Development of MALDI MS peptide array for thrombin inhibitor screening.

The development of in situ methods for the analysis and visualization of enzyme activity is of paramount importance in drug discovery, research, and development. In this work, the functionalized and array patterned indium tin oxide (ITO) glass slides were fabricated by non-covalent immobilization of amphipathic phospholipid-tagged peptides encompassing the thrombin cleavage site on steric acid-modified ITO slides. The fabricated peptide arrays provide 60 spots per slide, and are compatible with matrix-assisted laser desorption/ionization mass spectrometry (MALDI MS) measurement, free matrix peak interference, and tolerance to repeated aqueous washing. The peptide arrays were used for the investigation of thrombin activity and screening for its potential inhibitors.

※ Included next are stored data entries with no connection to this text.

use thiserror::Error;

/// Errors raised while building, flattening or printing a style tree.
#[derive(Error, Debug, Clone, PartialEq, Eq)]
pub enum NestingError {
    #[error("failed to parse stylesheet: {0}")]
    Parse(String),

    #[error("failed to print stylesheet: {0}")]
    Print(String),

    #[error("expected a rule node, found {0}")]
    NotARule(&'static str),

    #[error("{0} node cannot hold children")]
    NotAContainer(&'static str),

    #[error("node is not attached to a container")]
    Detached,
}
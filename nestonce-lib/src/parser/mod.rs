pub mod lightning;
pub mod serialize;
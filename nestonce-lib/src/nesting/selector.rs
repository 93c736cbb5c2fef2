/// ------------------------------
/// 1. Selector list splitting
/// ------------------------------

/// Tracks whether the scanner is inside a string or an attribute selector,
/// where `,` and `&` are plain characters.
#[derive(Debug, Default)]
struct ScanState {
    quote: Option<char>,
    brackets: u32,
    parens: u32,
}

impl ScanState {
    /// Feed one character. Returns true if the character is significant
    /// selector syntax (outside strings and attribute brackets).
    fn step(&mut self, ch: char) -> bool {
        if let Some(q) = self.quote {
            if ch == q {
                self.quote = None;
            }
            return false;
        }
        match ch {
            '"' | '\'' => {
                self.quote = Some(ch);
                false
            }
            '[' => {
                self.brackets += 1;
                false
            }
            ']' => {
                self.brackets = self.brackets.saturating_sub(1);
                false
            }
            '(' => {
                self.parens += 1;
                self.brackets == 0
            }
            ')' => {
                self.parens = self.parens.saturating_sub(1);
                self.brackets == 0
            }
            _ => self.brackets == 0,
        }
    }
}

/// Split a selector list such as "a, b:is(.c, .d)" into its top-level members.
/// Empty members are dropped.
pub fn split_selector_list(list: &str) -> Vec<String> {
    let mut selectors = Vec::new();
    let mut state = ScanState::default();
    let mut buffer = String::new();

    for ch in list.chars() {
        let significant = state.step(ch);
        if significant && ch == ',' && state.parens == 0 {
            push_trimmed(&mut selectors, &buffer);
            buffer.clear();
        } else {
            buffer.push(ch);
        }
    }
    push_trimmed(&mut selectors, &buffer);
    selectors
}

fn push_trimmed(selectors: &mut Vec<String>, selector: &str) {
    let trimmed = selector.trim();
    if !trimmed.is_empty() {
        selectors.push(trimmed.to_string());
    }
}

/// ------------------------------
/// 2. Parent/child combination
/// ------------------------------

/// Replace every nesting selector (`&`) in `selector` with `parent`.
/// Returns `None` when the selector has no `&`.
pub fn replace_nesting(selector: &str, parent: &str) -> Option<String> {
    let mut state = ScanState::default();
    let mut out = String::with_capacity(selector.len() + parent.len());
    let mut replaced = false;

    for ch in selector.chars() {
        let significant = state.step(ch);
        if significant && ch == '&' {
            out.push_str(parent);
            replaced = true;
        } else {
            out.push(ch);
        }
    }
    replaced.then_some(out)
}

/// Combine a nested rule's selectors with its parent's.
///
/// Every parent selector is paired with every child selector, parent-major.
/// A child containing `&` has it substituted; any other child is joined to the
/// parent with a descendant combinator, so `> li` under `ul` gives `ul > li`.
pub fn merge_selectors(parents: &[String], children: &[String]) -> Vec<String> {
    let mut merged = Vec::with_capacity(parents.len() * children.len());
    for parent in parents {
        for child in children {
            let child = child.trim();
            if child.is_empty() {
                continue;
            }
            match replace_nesting(child, parent) {
                Some(selector) => merged.push(selector),
                None => merged.push(format!("{} {}", parent, child)),
            }
        }
    }
    merged
}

The thrombin activity and its Michaelis-Menten constant (K) for immobilized peptide substrate was determined using developed MALDI MS peptide array. To investigate the applicability and effectiveness of peptide arrays, the anti-thrombin activity of grape seed proanthocyanidins with different degrees of polymerization (DP) was monitored and visualized. MALDI MS imaging results showed that the fractions of proanthocyanidins with the mean DP of 4.61-6.82 had good thrombin inhibitory activity and their half-maximal inhibitory concentration (IC) were below 10 μg/mL. Therefore, the developed peptide array is a reliable platform for the discovery of natural thrombin inhibitors.